Anche l'Irlanda si aggiunge ai Paesi che intendono rimandare i migranti in Italia in quanto Paese di primo approdo. La notizia è riportata dai media. L'Irlanda è il settimo Stato - dopo Germania, Svizzera, Austria, Svezia, Finlandia e Paesi Bassi - che adotterà tale politica rispetto ai cosiddetti "dublinanti", i migranti in attesa di asilo che si trovano in un Paese europeo diverso da quello d'ingresso.
Intanto, Giorgia Meloni è tornata sulla questione migratoria per replicare alle accuse dell'opposizione e difendere le scelte del governo. La premier affida ai social la propria risposta alle critiche arrivate dopo la decisione di alcuni Paesi europei di applicare le nuove disposizioni del Patto Ue su migrazione e asilo nei confronti dei cosiddetti "dublinanti": richiedenti asilo che, dopo essere stati identificati o aver presentato domanda in un primo Stato europeo, si spostano successivamente in un altro Paese. "La priorità per l'Italia resta il contrasto all'immigrazione illegale di massa" e "questa è la strada che il Governo continuerà a seguire", ha scritto.
Nel suo intervento social, la presidente del Consiglio risponde in particolare alle parole della segretaria del Pd Elly Schlein, che aveva definito un "boomerang" la sospensione di Schengen con la Spagna di Pedro Sanchez. "Elly Schlein parla di boomerang e di un presunto fallimento del governo nella gestione dei migranti. Ma prima di fare propaganda - attacca la premier in un post - sarebbe utile conoscere la differenza tra le questioni di cui si parla. Schengen e il Patto su Migrazione e Asilo sono due cose completamente diverse e non c'entrano nulla tra loro. Ed è proprio il nuovo Patto che segna una svolta positiva per l'Italia nella gestione dei migranti cosiddetti dublinanti", ha spiegato la presidente del Consiglio.
La premier, nel post social, rivendica quindi il ruolo dell'Italia nella definizione delle nuove regole europee e sottolinea i possibili vantaggi per gli Stati di primo ingresso, con particolare riferimento alle procedure per le richieste di asilo e ai rimpatri. "Le nuove regole tutelano molto di più gli Stati di primo ingresso in tema di richieste di asilo e, con il rafforzamento del principio di Paese Terzo sicuro voluto dall'Italia, sarà più semplice effettuare rimpatri accelerati".
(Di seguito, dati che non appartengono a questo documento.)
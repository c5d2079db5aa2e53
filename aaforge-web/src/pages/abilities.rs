//! Cross-class ability browser: filter, sort, and invest ranks.

use aaforge_core::{
    AbilityCatalog, AbilityFilter, AbilitySort, Build, GameClass, Tier, browse,
};
use web_sys::{HtmlInputElement, HtmlSelectElement};
use yew::prelude::*;

#[derive(Properties, PartialEq)]
pub struct Props {
    pub build: Build,
    pub catalog: AbilityCatalog,
    pub filter: AbilityFilter,
    pub catalog_ready: bool,
    pub on_filter: Callback<AbilityFilter>,
    pub on_toggle: Callback<u32>,
    pub on_rank: Callback<(u32, i32)>,
}

#[function_component(AbilitiesPage)]
pub fn abilities_page(props: &Props) -> Html {
    if !props.catalog_ready {
        return html! {
            <section class="page abilities-page">
                <p class="loading">{ "Loading the ability tree..." }</p>
            </section>
        };
    }

    let on_search = {
        let cb = props.on_filter.clone();
        let filter = props.filter.clone();
        Callback::from(move |e: InputEvent| {
            let input: HtmlInputElement = e.target_unchecked_into();
            cb.emit(AbilityFilter {
                search: input.value(),
                ..filter.clone()
            });
        })
    };

    let on_tier = {
        let cb = props.on_filter.clone();
        let filter = props.filter.clone();
        Callback::from(move |e: Event| {
            let select: HtmlSelectElement = e.target_unchecked_into();
            let tier = select.value().parse::<u8>().ok().and_then(Tier::from_rank);
            cb.emit(AbilityFilter {
                tier,
                ..filter.clone()
            });
        })
    };

    let on_class_filter = {
        let cb = props.on_filter.clone();
        let filter = props.filter.clone();
        Callback::from(move |e: Event| {
            let select: HtmlSelectElement = e.target_unchecked_into();
            cb.emit(AbilityFilter {
                class: GameClass::from_name(&select.value()),
                ..filter.clone()
            });
        })
    };

    let on_sort = {
        let cb = props.on_filter.clone();
        let filter = props.filter.clone();
        Callback::from(move |e: Event| {
            let select: HtmlSelectElement = e.target_unchecked_into();
            let sort = AbilitySort::ALL
                .iter()
                .copied()
                .find(|s| s.label() == select.value())
                .unwrap_or_default();
            cb.emit(AbilityFilter {
                sort,
                ..filter.clone()
            });
        })
    };

    // The build's own class buys its abilities normally, not cross-class.
    let filter = AbilityFilter {
        exclude_class: props.build.class(),
        ..props.filter.clone()
    };
    let results = browse(&props.catalog, &filter);

    html! {
        <section class="page abilities-page">
            <h2>{ "Abilities" }</h2>
            <div class="filters">
                <input type="search" placeholder="Search name or description"
                    value={props.filter.search.clone()} oninput={on_search} />
                <select onchange={on_tier} title="Tier">
                    <option value="0" selected={props.filter.tier.is_none()}>
                        { "All tiers" }
                    </option>
                    { for Tier::ALL.iter().map(|t| html! {
                        <option value={t.rank().to_string()}
                            selected={props.filter.tier == Some(*t)}>
                            { t.name() }
                        </option>
                    }) }
                </select>
                <select onchange={on_class_filter} title="Class">
                    <option value="" selected={props.filter.class.is_none()}>
                        { "All classes" }
                    </option>
                    { for GameClass::ALL.iter().map(|c| html! {
                        <option value={c.name()}
                            selected={props.filter.class == Some(*c)}>
                            { c.name() }
                        </option>
                    }) }
                </select>
                <select onchange={on_sort} title="Sort by">
                    { for AbilitySort::ALL.iter().map(|s| html! {
                        <option value={s.label()} selected={props.filter.sort == *s}>
                            { s.label() }
                        </option>
                    }) }
                </select>
            </div>
            <p class="result-count">{ format!("{} abilities", results.len()) }</p>
            <ul class="ability-list">
                { for results.iter().map(|ability| {
                    let id = ability.universal_id;
                    let rank = props.build.ability_rank(id);
                    let toggle = props.on_toggle.clone();
                    let inc = props.on_rank.clone();
                    let dec = props.on_rank.clone();
                    let next_rank = rank.map_or(1, |r| r.saturating_add(1));
                    let prev_rank = rank.map_or(0, |r| r as i32 - 1);
                    let row_class = if rank.is_some() { "ability selected" } else { "ability" };
                    html! {
                        <li class={row_class} key={id}>
                            <div class="ability-head">
                                <button class="ability-toggle" onclick={move |_| toggle.emit(id)}>
                                    { match rank {
                                        Some(r) => format!("{}/{}", r, ability.total_ranks),
                                        None => format!("0/{}", ability.total_ranks),
                                    } }
                                </button>
                                <span class="ability-name">{ ability.name.clone() }</span>
                                <span class={format!("tier tier-{}", ability.tier.rank())}>
                                    { ability.tier.name() }
                                </span>
                                <span class="classes">
                                    { ability.original_class_names.join(", ") }
                                </span>
                            </div>
                            { ability.description.as_ref().map(|d| html! {
                                <p class="ability-desc">{ d.clone() }</p>
                            }) }
                            <div class="rank-controls">
                                <button disabled={rank.is_none()}
                                    onclick={move |_| dec.emit((id, prev_rank))}>
                                    { "-" }
                                </button>
                                <button disabled={rank == Some(ability.total_ranks)}
                                    onclick={move |_| inc.emit((id, next_rank as i32))}>
                                    { "+" }
                                </button>
                            </div>
                        </li>
                    }
                }) }
            </ul>
        </section>
    }
}
impl fmt::Display for Race {
    fn fmt(&self, f: &mut fmt::Formatter<'_>) -> fmt::Result {
        f.write_str(self.name())
    }
}

impl FromStr for Race {
    type Err = ();

    fn from_str(s: &str) -> Result<Self, Self::Err> {
        Self::ALL.iter().copied().find(|r| r.name() == s).ok_or(())
    }
}

/// The 22 fixed equipment slots, in canonical display order.
#[derive(Debug, Clone, Copy, PartialEq, Eq, Hash, PartialOrd, Ord, Serialize, Deserialize)]
#[serde(rename_all = "lowercase")]
pub enum Slot {
    Charm,
    Ear1,
    Head,
    Face,
    Ear2,
    Neck,
    Shoulder,
    Arms,
    Back,
    Wrist1,
    Wrist2,
    Ranged,
    Hands,
    Primary,
    Secondary,
    Ring1,
    Ring2,
    Chest,
    Legs,
    Feet,
    Waist,
    Ammo,
}

impl Slot {
    pub const ALL: [Slot; 22] = [
        Slot::Charm,
        Slot::Ear1,
        Slot::Head,
        Slot::Face,
        Slot::Ear2,
        Slot::Neck,
        Slot::Shoulder,
        Slot::Arms,
        Slot::Back,
        Slot::Wrist1,
        Slot::Wrist2,
        Slot::Ranged,
        Slot::Hands,
        Slot::Primary,
        Slot::Secondary,
        Slot::Ring1,
        Slot::Ring2,
        Slot::Chest,
        Slot::Legs,
        Slot::Feet,
        Slot::Waist,
        Slot::Ammo,
    ];

    /// Wire identifier, as used in build documents and the item API.
    #[must_use]
    pub const fn as_str(self) -> &'static str {
        match self {
            Slot::Charm => "charm",
            Slot::Ear1 => "ear1",
            Slot::Head => "head",
            Slot::Face => "face",
            Slot::Ear2 => "ear2",
            Slot::Neck => "neck",
            Slot::Shoulder => "shoulder",
            Slot::Arms => "arms",
            Slot::Back => "back",
            Slot::Wrist1 => "wrist1",
            Slot::Wrist2 => "wrist2",
            Slot::Ranged => "ranged",
            Slot::Hands => "hands",
            Slot::Primary => "primary",
            Slot::Secondary => "secondary",
            Slot::Ring1 => "ring1",
            Slot::Ring2 => "ring2",
            Slot::Chest => "chest",
            Slot::Legs => "legs",
            Slot::Feet => "feet",
            Slot::Waist => "waist",
            Slot::Ammo => "ammo",
        }
    }

    #[must_use]
    pub const fn display_name(self) -> &'static str {
        match self {
            Slot::Charm => "Charm",
            Slot::Ear1 => "Left Ear",
            Slot::Head => "Head",
            Slot::Face => "Face",
            Slot::Ear2 => "Right Ear",
            Slot::Neck => "Neck",
            Slot::Shoulder => "Shoulders",
            Slot::Arms => "Arms",
            Slot::Back => "Back",
            Slot::Wrist1 => "Left Wrist",
            Slot::Wrist2 => "Right Wrist",
            Slot::Ranged => "Range",
            Slot::Hands => "Hands",
            Slot::Primary => "Primary",
            Slot::Secondary => "Secondary",
            Slot::Ring1 => "Left Ring",
            Slot::Ring2 => "Right Ring",
            Slot::Chest => "Chest",
            Slot::Legs => "Legs",
            Slot::Feet => "Feet",
            Slot::Waist => "Waist",
            Slot::Ammo => "Ammo",
        }
    }

    /// Bit position in the item-data slot mask.
    #[must_use]
    pub const fn bit(self) -> u8 {
        self as u8
    }
}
Meloni richiama poi l'azione svolta dall'esecutivo dal 2023, sostenendo che l'Italia abbia respinto numerose richieste di presa in carico avanzate dagli altri Paesi membri. "Questo governo ha contrastato l'applicazione di regole insensatamente penalizzanti per noi e, infatti, dal 2023 a oggi l'Italia ha respinto circa 80mila richieste di presa in carico provenienti da altri Stati membri. Ed è grazie alla fermezza di questo governo se l'Italia non si è limitata ad accettare passivamente tutto ciò che gli altri Stati ci chiedevano. Cosa avrebbe fatto un governo di sinistra?", si chiede retoricamente. "Probabilmente avrebbe accolto quelle richieste, aggravando ulteriormente la pressione sul nostro sistema di accoglienza e creando ancora più problemi nella gestione dei flussi migratori", ha sottolineato la premier.
Le opposizioni respingono però la ricostruzione della premier e sostengono che le nuove dinamiche europee possano finire per creare maggiori difficoltà proprio all'Italia. Dal Pd arriva l'accusa di una gestione contraddittoria della questione migratoria, con particolare riferimento sia a Schengen sia al nuovo Patto europeo. "E' Giorgia Meloni che vuole imbrogliare gli italiani. Il governo italiano è riuscito in un doppio capolavoro. Da una parte ha compiuto il grande pasticcio della sospensione di Schengen, dall'altra ha sostenuto in sede europea le regole che oggi fanno tornare in Italia i cosiddetti dublinanti. Ha compiuto un pasticcio enorme e ora non sa come uscirne", incalza per il Pd il responsabile Migranti Pierfrancesco Majorino.
Dura anche la posizione di Angelo Bonelli (Avs), che accusa il governo di aver costruito negli anni una narrazione emergenziale sull'immigrazione e ritiene che le conseguenze delle scelte compiute in ambito europeo possano ora ricadere sull'Italia. "La sua propaganda non funziona più, prima o poi presenta il conto. E sul Patto migranti quel conto rischia di pagarlo l'Italia", osserva il leader dei Verdi, aggiungendo che la premier "ha preferito costruire un falso problema emergenziale sui migranti, alimentando paura e propaganda e oggi quella propaganda le si ritorce contro".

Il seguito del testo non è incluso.